Correct usage of shared memory？

Hello everyone, I tried to test the performance of shared memory of CUDA.jl with this code:

using CUDA, BenchmarkTools, Plots

# initialize
const N::Int64 = 1024
ϕ = ones(Float64, N, N)
ϕ[1, :] .= 10.0

function evolve(ϕ, ϕn, N)
    i = (blockIdx().x-1)* blockDim().x + threadIdx().x
    j = (blockIdx().y-1)* blockDim().y + threadIdx().y

    if i < 2 || i > N-1 || j < 2 || j > N-1
        return
    end

    @inbounds ϕn[i,j] = 0.25*(ϕ[i-1,j] + ϕ[i+1,j] + ϕ[i,j-1] + ϕ[i,j+1])
    return
end

function evolve_shared(ϕ, ϕn, N)
    i = (blockIdx().x-1)* blockDim().x + threadIdx().x
    j = (blockIdx().y-1)* blockDim().y + threadIdx().y
    
    if i > N || j > N
        return
    end

    s = CuStaticSharedArray(Float64, 18*18)
    local_i = threadIdx().x
    local_j = threadIdx().y

    @inbounds s[local_i * 18 + local_j+1] = ϕ[i, j]
    #top 
    if local_i == 1 && i != 1
        @inbounds s[local_j+1] = ϕ[i-1, j]
    end
    #bottom
    if local_i == 16 && i != N
        @inbounds s[17*18+local_j+1] = ϕ[i+1, j]
    end
    #left
    if local_j == 1 && j != 1
        @inbounds s[local_i*18+local_j] = ϕ[i, j-1]
    end
    #right
    if local_j == 16 && j != N
        @inbounds s[local_i*18+local_j+2] = ϕ[i, j+1]
    end

    sync_threads()

    if i < 2 || i > N-1 || j < 2 || j > N-1
        return
    end

    @inbounds ϕn[i,j] = 0.25*(s[(local_i-1)*18+local_j+1] + s[(local_i+1)*18+local_j+1] 
                             +s[local_i*18+local_j] + s[local_i*18+local_j+2])
    return
end

function run(ϕ, N)
    nthreads = (16, 16)
    nblock = (cld(N, 16), cld(N, 16))

    ϕ_d = CuArray(ϕ)
    ϕn_d = copy(ϕ_d)

    for _ ∈ 1:100
        @cuda blocks=nblock threads=nthreads evolve(ϕ_d, ϕn_d, N)
        ϕ_d, ϕn_d = ϕn_d, ϕ_d
    end

    copyto!(ϕ, ϕ_d)
end

@benchmark run(ϕ, N)
# heatmap(ϕ)

With evolve_shared , It can theoretically improve performance by reducing access to global memory, but my test results show that using shared memory is slower. What’s wrong with my code? Thanks in advance.
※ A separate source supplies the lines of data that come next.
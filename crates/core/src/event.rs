//! Observable run events.
//!
//! Events are a one-way channel: they are never replayed into run state.
//! A consumer must be able to rebuild plan/task/tool/command/artifact state
//! by folding the stream in `seq` order.

use crate::types::{ResultCode, Task};
use chrono::{DateTime, Utc};
use serde::{Deserialize, Serialize};
use std::sync::Mutex;
use tokio::sync::mpsc;

#[derive(Debug, Clone, Copy, Serialize, Deserialize, PartialEq, Eq, PartialOrd, Ord)]
#[serde(rename_all = "lowercase")]
pub enum RiskLevel {
    Low,
    Medium,
    High,
}

impl RiskLevel {
    pub fn requires_approval(self) -> bool {
        self > RiskLevel::Low
    }
}

#[derive(Debug, Clone, Copy, Serialize, Deserialize, PartialEq, Eq)]
#[serde(rename_all = "lowercase")]
pub enum ArtifactOperation {
    Created,
    Updated,
}

#[derive(Debug, Clone, Serialize, Deserialize, PartialEq)]
#[serde(tag = "type", rename_all = "snake_case")]
pub enum RunEvent {
    RunStarted {
        session_id: String,
        input: String,
    },
    PlanCreated {
        tasks: Vec<Task>,
    },
    TaskStarted {
        task_id: String,
        title: String,
        kind: String,
        attempt: u32,
    },
    TaskRetry {
        task_id: String,
        attempt: u32,
        reason: String,
    },
    TaskCompleted {
        task_id: String,
        result_code: ResultCode,
        #[serde(default, skip_serializing_if = "Option::is_none")]
        message: Option<String>,
        #[serde(default, skip_serializing_if = "Option::is_none")]
        data: Option<serde_json::Value>,
    },
    TaskFailed {
        task_id: String,
        result_code: ResultCode,
        error: String,
        #[serde(default, skip_serializing_if = "Option::is_none")]
        data: Option<serde_json::Value>,
    },
    ToolCallStarted {
        task_id: String,
        call_id: String,
        tool: String,
        arguments: serde_json::Value,
    },
    ToolCallResult {
        task_id: String,
        call_id: String,
        tool: String,
        ok: bool,
        output: serde_json::Value,
        #[serde(default, skip_serializing_if = "Option::is_none")]
        error: Option<String>,
    },
    CommandStepStarted {
        task_id: String,
        step: u32,
        command: String,
        cwd: String,
        risk: RiskLevel,
    },
    CommandStepResult {
        task_id: String,
        step: u32,
        #[serde(default, skip_serializing_if = "Option::is_none")]
        exit_code: Option<i32>,
        stdout: String,
        stderr: String,
        timed_out: bool,
        truncated: bool,
        duration_ms: u64,
    },
    CommandStepError {
        task_id: String,
        step: u32,
        command: String,
        code: ResultCode,
        error: String,
    },
    WorkspaceRequired {
        task_id: String,
        capability: String,
        message: String,
    },
    ApprovalRequired {
        task_id: String,
        request_id: String,
        command: String,
        risk_level: RiskLevel,
        reason: String,
    },
    ApprovalDecided {
        task_id: String,
        request_id: String,
        approved: bool,
        #[serde(default, skip_serializing_if = "Option::is_none")]
        reason: Option<String>,
    },
    FileArtifact {
        task_id: String,
        path: String,
        operation: ArtifactOperation,
    },
    RunCompleted {
        output: String,
    },
    RunFailed {
        error: String,
    },
    RunCancelled {
        message: String,
    },
}

impl RunEvent {
    pub fn kind(&self) -> &'static str {
        match self {
            RunEvent::RunStarted { .. } => "run_started",
            RunEvent::PlanCreated { .. } => "plan_created",
            RunEvent::TaskStarted { .. } => "task_started",
            RunEvent::TaskRetry { .. } => "task_retry",
            RunEvent::TaskCompleted { .. } => "task_completed",
            RunEvent::TaskFailed { .. } => "task_failed",
            RunEvent::ToolCallStarted { .. } => "tool_call_started",
            RunEvent::ToolCallResult { .. } => "tool_call_result",
            RunEvent::CommandStepStarted { .. } => "command_step_started",
            RunEvent::CommandStepResult { .. } => "command_step_result",
            RunEvent::CommandStepError { .. } => "command_step_error",
            RunEvent::WorkspaceRequired { .. } => "workspace_required",
            RunEvent::ApprovalRequired { .. } => "approval_required",
            RunEvent::ApprovalDecided { .. } => "approval_decided",
            RunEvent::FileArtifact { .. } => "file_artifact",
            RunEvent::RunCompleted { .. } => "run_completed",
            RunEvent::RunFailed { .. } => "run_failed",
            RunEvent::RunCancelled { .. } => "run_cancelled",
        }
    }

    /// Run-level lifecycle events. These are the only events allowed after a
    /// run has been cancelled.
    pub fn is_run_lifecycle(&self) -> bool {
        matches!(
            self,
            RunEvent::RunStarted { .. }
                | RunEvent::RunCompleted { .. }
                | RunEvent::RunFailed { .. }
                | RunEvent::RunCancelled { .. }
        )
    }
}

#[derive(Debug, Clone, Serialize, Deserialize, PartialEq)]
pub struct EventEnvelope {
    pub run_id: String,
    pub seq: u64,
    pub at: DateTime<Utc>,
    #[serde(flatten)]
    pub event: RunEvent,
}

/// Receiver side of the event stream.
pub trait EventSink: Send + Sync {
    fn emit(&self, envelope: EventEnvelope);
}

/// Forwards events over an unbounded channel, e.g. to a UI process.
pub struct ChannelEventSink {
    tx: mpsc::UnboundedSender<EventEnvelope>,
}

impl ChannelEventSink {
    pub fn new() -> (Self, mpsc::UnboundedReceiver<EventEnvelope>) {
        let (tx, rx) = mpsc::unbounded_channel();
        (Self { tx }, rx)
    }
}

impl EventSink for ChannelEventSink {
    fn emit(&self, envelope: EventEnvelope) {
        // Receiver gone means nobody is observing; the run carries on.
        if self.tx.send(envelope).is_err() {
            tracing::debug!("Event receiver dropped");
        }
    }
}

/// Keeps every event in memory.
#[derive(Default)]
pub struct CollectingEventSink {
    events: Mutex<Vec<EventEnvelope>>,
}

impl CollectingEventSink {
    pub fn new() -> Self {
        Self::default()
    }

    pub fn events(&self) -> Vec<EventEnvelope> {
        self.events
            .lock()
            .map(|events| events.clone())
            .unwrap_or_default()
    }

    pub fn kinds(&self) -> Vec<&'static str> {
        self.events().iter().map(|e| e.event.kind()).collect()
    }
}

impl EventSink for CollectingEventSink {
    fn emit(&self, envelope: EventEnvelope) {
        if let Ok(mut events) = self.events.lock() {
            events.push(envelope);
        }
    }
}

#[cfg(test)]
mod tests {
    use super::*;
    use serde_json::json;

    #[test]
    fn test_event_wire_shape() {
        let envelope = EventEnvelope {
            run_id: "run-1".into(),
            seq: 4,
            at: Utc::now(),
            event: RunEvent::FileArtifact {
                task_id: "task-1".into(),
                path: "/ws/hello.txt".into(),
                operation: ArtifactOperation::Created,
            },
        };
        let value = serde_json::to_value(&envelope).unwrap();
        assert_eq!(value["type"], json!("file_artifact"));
        assert_eq!(value["operation"], json!("created"));
        assert_eq!(value["seq"], json!(4));
        assert_eq!(value["run_id"], json!("run-1"));
    }

    #[test]
    fn test_risk_ordering() {
        assert!(!RiskLevel::Low.requires_approval());
        assert!(RiskLevel::Medium.requires_approval());
        assert!(RiskLevel::High > RiskLevel::Medium);
    }

    #[tokio::test]
    async fn test_channel_sink_delivers_in_order() {
        let (sink, mut rx) = ChannelEventSink::new();
        for seq in 0..3 {
            sink.emit(EventEnvelope {
                run_id: "r".into(),
                seq,
                at: Utc::now(),
                event: RunEvent::RunFailed { error: "x".into() },
            });
        }
        drop(sink);
        let mut seen = Vec::new();
        while let Some(envelope) = rx.recv().await {
            seen.push(envelope.seq);
        }
        assert_eq!(seen, vec![0, 1, 2]);
    }
}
Nothing is wrong with your code, but it looks like the device was able to satisfy all of the duplicate memory loads from your original kernel from its cache already:

image1784×898 126 KB

vs. the manual use of shared memory:

image1754×860 69.3 KB

As you can see, the total amount of memory traffic to device memory is identical.
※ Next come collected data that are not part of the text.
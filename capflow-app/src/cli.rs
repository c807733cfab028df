use clap::{Parser, Subcommand};
use std::path::PathBuf;

/// Capflow - plan and run requests against a workspace folder
#[derive(Parser, Debug)]
#[command(name = "capflow")]
#[command(about = "Run a request through the capability engine", long_about = None)]
pub struct Cli {
    #[command(subcommand)]
    pub command: Commands,
}

#[derive(Subcommand, Debug)]
pub enum Commands {
    /// Run one request to completion, streaming events as JSON lines
    Run {
        /// Workspace folder commands and document edits are confined to
        #[arg(short, long)]
        workspace: Option<PathBuf>,

        /// YAML runtime config
        #[arg(short, long)]
        config: Option<PathBuf>,

        /// Approve every risky operation without asking
        #[arg(short = 'y', long)]
        yes: bool,

        /// Knowledge-base document id to scope retrieval to (repeatable)
        #[arg(long = "doc")]
        documents: Vec<String>,

        /// Session id used for conversation history
        #[arg(long, default_value = "cli")]
        session: String,

        /// The request
        request: String,
    },
}
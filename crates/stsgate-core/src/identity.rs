//! The identity produced by a successful validation.

use chrono::{DateTime, Utc};
use serde::Serialize;
use serde_json::{Map, Value};

use crate::claims::{Audience, OidcClaims};
use crate::error::{Error, Result};

/// Longest role session name STS accepts.
pub const MAX_SESSION_NAME_LEN: usize = 64;

/// Claims of a token whose signature, standard claims and claim rules have
/// all been verified.
#[derive(Debug, Clone, Serialize)]
pub struct VerifiedIdentity {
    claims: OidcClaims,
    payload: Map<String, Value>,
}

impl VerifiedIdentity {
    /// Wrap a verified payload. Fails if registered claims are missing or
    /// have the wrong type.
    pub fn from_payload(payload: Map<String, Value>) -> Result<Self> {
        let claims: OidcClaims = serde_json::from_value(Value::Object(payload.clone()))
            .map_err(|e| Error::MalformedToken(format!("unexpected claim shape: {e}")))?;
        Ok(Self { claims, payload })
    }

    pub fn subject(&self) -> &str {
        &self.claims.sub
    }

    pub fn issuer(&self) -> &str {
        &self.claims.iss
    }

    pub fn audience(&self) -> &Audience {
        &self.claims.aud
    }

    pub fn actor(&self) -> Option<&str> {
        self.claims.actor.as_deref()
    }

    pub fn expires_at(&self) -> DateTime<Utc> {
        DateTime::from_timestamp(self.claims.exp, 0).unwrap_or(DateTime::<Utc>::MIN_UTC)
    }

    /// Typed view of the well-known claims.
    pub fn claims(&self) -> &OidcClaims {
        &self.claims
    }

    /// Every claim of the payload, including ones without a typed field.
    pub fn payload(&self) -> &Map<String, Value> {
        &self.payload
    }

    pub fn claim(&self, name: &str) -> Option<&Value> {
        self.payload.get(name)
    }

    /// Role session name derived from the actor, falling back to the subject.
    ///
    /// Characters outside `[A-Za-z0-9_+=,.@-]` are replaced with `-` and the
    /// result is cut to [`MAX_SESSION_NAME_LEN`].
    pub fn session_name(&self, prefix: &str) -> String {
        let seed = self.actor().unwrap_or_else(|| self.subject());
        let mut name: String = format!("{prefix}{seed}")
            .chars()
            .map(|c| {
                if c.is_ascii_alphanumeric() || "_+=,.@-".contains(c) {
                    c
                } else {
                    '-'
                }
            })
            .take(MAX_SESSION_NAME_LEN)
            .collect();
        while name.len() < 2 {
            name.push('-');
        }
        name
    }
}
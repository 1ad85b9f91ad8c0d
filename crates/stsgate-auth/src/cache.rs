//! Process-wide cache of the issuer's key set.

use std::sync::Arc;
use std::time::{Duration, Instant};
use stsgate_core::Result;
use tokio::sync::{Mutex, RwLock};
use tracing::{debug, warn};

use crate::jwks::{KeySet, KeySource};

struct CachedKeySet {
    keys: Arc<KeySet>,
    fetch_started_at: Instant,
    fetched_at: Instant,
}

impl CachedKeySet {
    fn is_fresh(&self, ttl: Duration) -> bool {
        !ttl.is_zero() && self.fetched_at.elapsed() < ttl
    }
}

/// Caches the most recent key set and refreshes it on demand.
///
/// The cached set is swapped as a whole behind an `Arc`, so readers hold
/// either the previous complete set or the new one. Refreshes are
/// serialized; a caller that waited on another caller's refresh reuses its
/// result when that fetch started after the caller asked.
pub struct KeySetCache {
    source: Arc<dyn KeySource>,
    ttl: Duration,
    serve_stale_on_error: bool,
    current: RwLock<Option<Arc<CachedKeySet>>>,
    refresh: Mutex<()>,
}

impl KeySetCache {
    /// A zero `ttl` refreshes on every call.
    pub fn new(source: Arc<dyn KeySource>, ttl: Duration) -> Self {
        Self {
            source,
            ttl,
            serve_stale_on_error: false,
            current: RwLock::new(None),
            refresh: Mutex::new(()),
        }
    }

    /// Serve the last good key set when a refresh fails.
    pub fn with_serve_stale_on_error(mut self, enabled: bool) -> Self {
        self.serve_stale_on_error = enabled;
        self
    }

    pub fn ttl(&self) -> Duration {
        self.ttl
    }

    /// The current key set, fetching a new one if the cached set is missing
    /// or older than the TTL.
    pub async fn get(&self) -> Result<Arc<KeySet>> {
        let requested_at = Instant::now();

        if let Some(cached) = self.snapshot().await {
            if cached.is_fresh(self.ttl) {
                return Ok(Arc::clone(&cached.keys));
            }
        }

        let _refresh = self.refresh.lock().await;

        let previous = self.snapshot().await;
        if let Some(cached) = &previous {
            if cached.fetch_started_at >= requested_at || cached.is_fresh(self.ttl) {
                debug!("Reusing key set fetched while waiting");
                return Ok(Arc::clone(&cached.keys));
            }
        }

        let fetch_started_at = Instant::now();
        match self.source.fetch().await {
            Ok(keys) => {
                let keys = Arc::new(keys);
                let entry = Arc::new(CachedKeySet {
                    keys: Arc::clone(&keys),
                    fetch_started_at,
                    fetched_at: Instant::now(),
                });
                *self.current.write().await = Some(entry);
                Ok(keys)
            }
            Err(err) => match previous {
                Some(stale) if self.serve_stale_on_error => {
                    warn!(
                        source = %self.source.describe(),
                        error = %err,
                        age_secs = stale.fetched_at.elapsed().as_secs(),
                        "Key set refresh failed, serving stale key set"
                    );
                    Ok(Arc::clone(&stale.keys))
                }
                _ => {
                    warn!(source = %self.source.describe(), error = %err, "Key set refresh failed");
                    Err(err)
                }
            },
        }
    }

    /// The cached key set without refreshing it.
    pub async fn cached(&self) -> Option<Arc<KeySet>> {
        self.snapshot().await.map(|cached| Arc::clone(&cached.keys))
    }

    async fn snapshot(&self) -> Option<Arc<CachedKeySet>> {
        self.current.read().await.clone()
    }
}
Thanks for your reply. I translated the above julia code directly into CUDA C code and found that the manual use of shared memory was faster, and the julia code (original evolve kernel) was even faster than this “optimized” CUDA C code (amazing!). So I want to know 1. Why the original julia kernel can handle duplicate memory loads while CUDA C code cannot 2. Does this mean that I don’t need to use shared memory in my case?
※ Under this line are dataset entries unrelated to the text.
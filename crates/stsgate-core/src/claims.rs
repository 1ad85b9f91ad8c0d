//! OIDC claim types and claim rules.

use chrono::{Duration, Utc};
use regex::Regex;
use serde::de::{self, Deserializer};
use serde::{Deserialize, Serialize};
use serde_json::Value;
use std::fmt;

use crate::error::{Error, Result};

/// The `aud` claim, which issuers may send as a string or an array.
///
/// Non-string array entries can never equal an audience and are dropped.
#[derive(Debug, Clone, PartialEq, Eq, Serialize)]
#[serde(untagged)]
pub enum Audience {
    One(String),
    Many(Vec<String>),
}

impl<'de> Deserialize<'de> for Audience {
    fn deserialize<D: Deserializer<'de>>(deserializer: D) -> std::result::Result<Self, D::Error> {
        match Value::deserialize(deserializer)? {
            Value::String(aud) => Ok(Audience::One(aud)),
            Value::Array(items) => Ok(Audience::Many(
                items
                    .into_iter()
                    .filter_map(|item| match item {
                        Value::String(aud) => Some(aud),
                        _ => None,
                    })
                    .collect(),
            )),
            other => Err(de::Error::custom(format!(
                "expected a string or an array of strings, got {other}"
            ))),
        }
    }
}

impl Audience {
    pub fn contains(&self, audience: &str) -> bool {
        match self {
            Audience::One(aud) => aud == audience,
            Audience::Many(auds) => auds.iter().any(|aud| aud == audience),
        }
    }
}

impl fmt::Display for Audience {
    fn fmt(&self, f: &mut fmt::Formatter<'_>) -> fmt::Result {
        match self {
            Audience::One(aud) => f.write_str(aud),
            Audience::Many(auds) => f.write_str(&auds.join(",")),
        }
    }
}

/// A NumericDate claim as seconds. Fractional values are truncated.
pub fn numeric_date(value: &Value) -> Option<i64> {
    value.as_i64().or_else(|| value.as_f64().map(|v| v as i64))
}

fn date<'de, D: Deserializer<'de>>(deserializer: D) -> std::result::Result<i64, D::Error> {
    let value = Value::deserialize(deserializer)?;
    numeric_date(&value).ok_or_else(|| de::Error::custom(format!("expected a numeric date, got {value}")))
}

fn optional_date<'de, D: Deserializer<'de>>(
    deserializer: D,
) -> std::result::Result<Option<i64>, D::Error> {
    match Value::deserialize(deserializer)? {
        Value::Null => Ok(None),
        value => numeric_date(&value)
            .map(Some)
            .ok_or_else(|| de::Error::custom(format!("expected a numeric date, got {value}"))),
    }
}

/// Scalars read as their text, the same way claim rules see them. Arrays and
/// objects have no typed form and stay in the raw payload only.
fn scalar<'de, D: Deserializer<'de>>(deserializer: D) -> std::result::Result<Option<String>, D::Error> {
    Ok(match Value::deserialize(deserializer)? {
        Value::String(text) => Some(text),
        Value::Number(number) => Some(number.to_string()),
        Value::Bool(flag) => Some(flag.to_string()),
        _ => None,
    })
}

/// Claims issued by a CI provider's OIDC token service.
///
/// Only the registered claims are required. The CI-specific claims are
/// optional since issuers add and drop them over time; anything not listed
/// here is still available through [`crate::VerifiedIdentity::claims`].
#[derive(Debug, Clone, PartialEq, Serialize, Deserialize)]
pub struct OidcClaims {
    pub iss: String,
    pub sub: String,
    pub aud: Audience,
    #[serde(deserialize_with = "date")]
    pub exp: i64,
    #[serde(default, deserialize_with = "optional_date", skip_serializing_if = "Option::is_none")]
    pub iat: Option<i64>,
    #[serde(default, deserialize_with = "optional_date", skip_serializing_if = "Option::is_none")]
    pub nbf: Option<i64>,
    #[serde(default, deserialize_with = "scalar", skip_serializing_if = "Option::is_none")]
    pub jti: Option<String>,
    #[serde(default, deserialize_with = "scalar", skip_serializing_if = "Option::is_none")]
    pub repository: Option<String>,
    #[serde(default, deserialize_with = "scalar", skip_serializing_if = "Option::is_none")]
    pub repository_owner: Option<String>,
    #[serde(
        rename = "ref",
        default,
        deserialize_with = "scalar",
        skip_serializing_if = "Option::is_none"
    )]
    pub git_ref: Option<String>,
    #[serde(default, deserialize_with = "scalar", skip_serializing_if = "Option::is_none")]
    pub ref_type: Option<String>,
    #[serde(default, deserialize_with = "scalar", skip_serializing_if = "Option::is_none")]
    pub sha: Option<String>,
    #[serde(default, deserialize_with = "scalar", skip_serializing_if = "Option::is_none")]
    pub workflow: Option<String>,
    #[serde(default, deserialize_with = "scalar", skip_serializing_if = "Option::is_none")]
    pub job_workflow_ref: Option<String>,
    #[serde(default, deserialize_with = "scalar", skip_serializing_if = "Option::is_none")]
    pub run_id: Option<String>,
    #[serde(default, deserialize_with = "scalar", skip_serializing_if = "Option::is_none")]
    pub actor: Option<String>,
    #[serde(default, deserialize_with = "scalar", skip_serializing_if = "Option::is_none")]
    pub event_name: Option<String>,
    #[serde(default, deserialize_with = "scalar", skip_serializing_if = "Option::is_none")]
    pub environment: Option<String>,
}

impl OidcClaims {
    /// Create a new builder for OIDC claims.
    pub fn builder(
        issuer: impl Into<String>,
        subject: impl Into<String>,
        audience: impl Into<String>,
    ) -> OidcClaimsBuilder {
        OidcClaimsBuilder::new(issuer, subject, audience)
    }
}

/// Builder for OIDC claims, mostly useful for minting test tokens.
pub struct OidcClaimsBuilder {
    issuer: String,
    subject: String,
    audience: String,
    ttl: Duration,
    issued_offset: Duration,
    repository: Option<String>,
    git_ref: Option<String>,
    job_workflow_ref: Option<String>,
    run_id: Option<String>,
    actor: Option<String>,
}

impl OidcClaimsBuilder {
    pub fn new(
        issuer: impl Into<String>,
        subject: impl Into<String>,
        audience: impl Into<String>,
    ) -> Self {
        Self {
            issuer: issuer.into(),
            subject: subject.into(),
            audience: audience.into(),
            ttl: Duration::minutes(5),
            issued_offset: Duration::zero(),
            repository: None,
            git_ref: None,
            job_workflow_ref: None,
            run_id: None,
            actor: None,
        }
    }

    pub fn ttl(mut self, ttl: Duration) -> Self {
        self.ttl = ttl;
        self
    }

    /// Shift `iat`/`nbf` relative to now; negative values backdate the token.
    pub fn issued_offset(mut self, offset: Duration) -> Self {
        self.issued_offset = offset;
        self
    }

    pub fn repository(mut self, repo: impl Into<String>) -> Self {
        self.repository = Some(repo.into());
        self
    }

    pub fn git_ref(mut self, git_ref: impl Into<String>) -> Self {
        self.git_ref = Some(git_ref.into());
        self
    }

    pub fn job_workflow_ref(mut self, workflow_ref: impl Into<String>) -> Self {
        self.job_workflow_ref = Some(workflow_ref.into());
        self
    }

    pub fn run_id(mut self, run_id: impl Into<String>) -> Self {
        self.run_id = Some(run_id.into());
        self
    }

    pub fn actor(mut self, actor: impl Into<String>) -> Self {
        self.actor = Some(actor.into());
        self
    }

    pub fn build(self) -> OidcClaims {
        let issued = Utc::now() + self.issued_offset;
        let exp = issued + self.ttl;

        OidcClaims {
            iss: self.issuer,
            sub: self.subject,
            aud: Audience::One(self.audience),
            exp: exp.timestamp(),
            iat: Some(issued.timestamp()),
            nbf: Some(issued.timestamp()),
            jti: None,
            repository: self.repository,
            repository_owner: None,
            git_ref: self.git_ref,
            ref_type: None,
            sha: None,
            workflow: None,
            job_workflow_ref: self.job_workflow_ref,
            run_id: self.run_id,
            actor: self.actor,
            event_name: None,
            environment: None,
        }
    }
}

/// A claim that must be present and whose value must fully match a pattern.
///
/// Patterns are always anchored at both ends, so `repo:org/.*` never matches
/// a value that merely contains it.
#[derive(Clone, Serialize, Deserialize)]
#[serde(try_from = "ClaimRuleDef", into = "ClaimRuleDef")]
pub struct ClaimRule {
    claim: String,
    pattern: String,
    regex: Regex,
}

#[derive(Serialize, Deserialize)]
struct ClaimRuleDef {
    claim: String,
    pattern: String,
}

impl ClaimRule {
    pub fn new(claim: impl Into<String>, pattern: impl Into<String>) -> Result<Self> {
        let claim = claim.into();
        let pattern = pattern.into();
        if claim.is_empty() {
            return Err(Error::Config("claim rule has an empty claim name".into()));
        }
        let regex = Regex::new(&format!("^(?:{pattern})$")).map_err(|e| {
            Error::Config(format!("invalid pattern for claim {claim:?}: {e}"))
        })?;

        Ok(Self {
            claim,
            pattern,
            regex,
        })
    }

    pub fn claim(&self) -> &str {
        &self.claim
    }

    pub fn pattern(&self) -> &str {
        &self.pattern
    }

    /// Whether the whole value matches the pattern.
    pub fn matches(&self, value: &str) -> bool {
        self.regex.is_match(value)
    }
}

impl fmt::Debug for ClaimRule {
    fn fmt(&self, f: &mut fmt::Formatter<'_>) -> fmt::Result {
        f.debug_struct("ClaimRule")
            .field("claim", &self.claim)
            .field("pattern", &self.pattern)
            .finish()
    }
}

impl TryFrom<ClaimRuleDef> for ClaimRule {
    type Error = Error;

    fn try_from(def: ClaimRuleDef) -> Result<Self> {
        ClaimRule::new(def.claim, def.pattern)
    }
}

impl From<ClaimRule> for ClaimRuleDef {
    fn from(rule: ClaimRule) -> Self {
        Self {
            claim: rule.claim,
            pattern: rule.pattern,
        }
    }
}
Julia and CUDA C use two different compiler toolchains, so here it probably means that our compiler managed to optimize the code in a way that was more cache-friendly. We don’t do anything special that would make it so that you don’t need to use shared memory in general.

What does that mean? That (part of) the toolchain is implemented in Julia (i.e. not accessible for CUDA C), or that there are two CUDA toolchains to choose from and CUDA C chose differently (why?), or Julia, newer one?

Julia/CUDA.jl uses LLVM’s upstream NVPTX back-end to generate PTX; NVIDIA uses their own proprietary NVVM back-end. Compilation from PTX to SASS is identical between both stacks.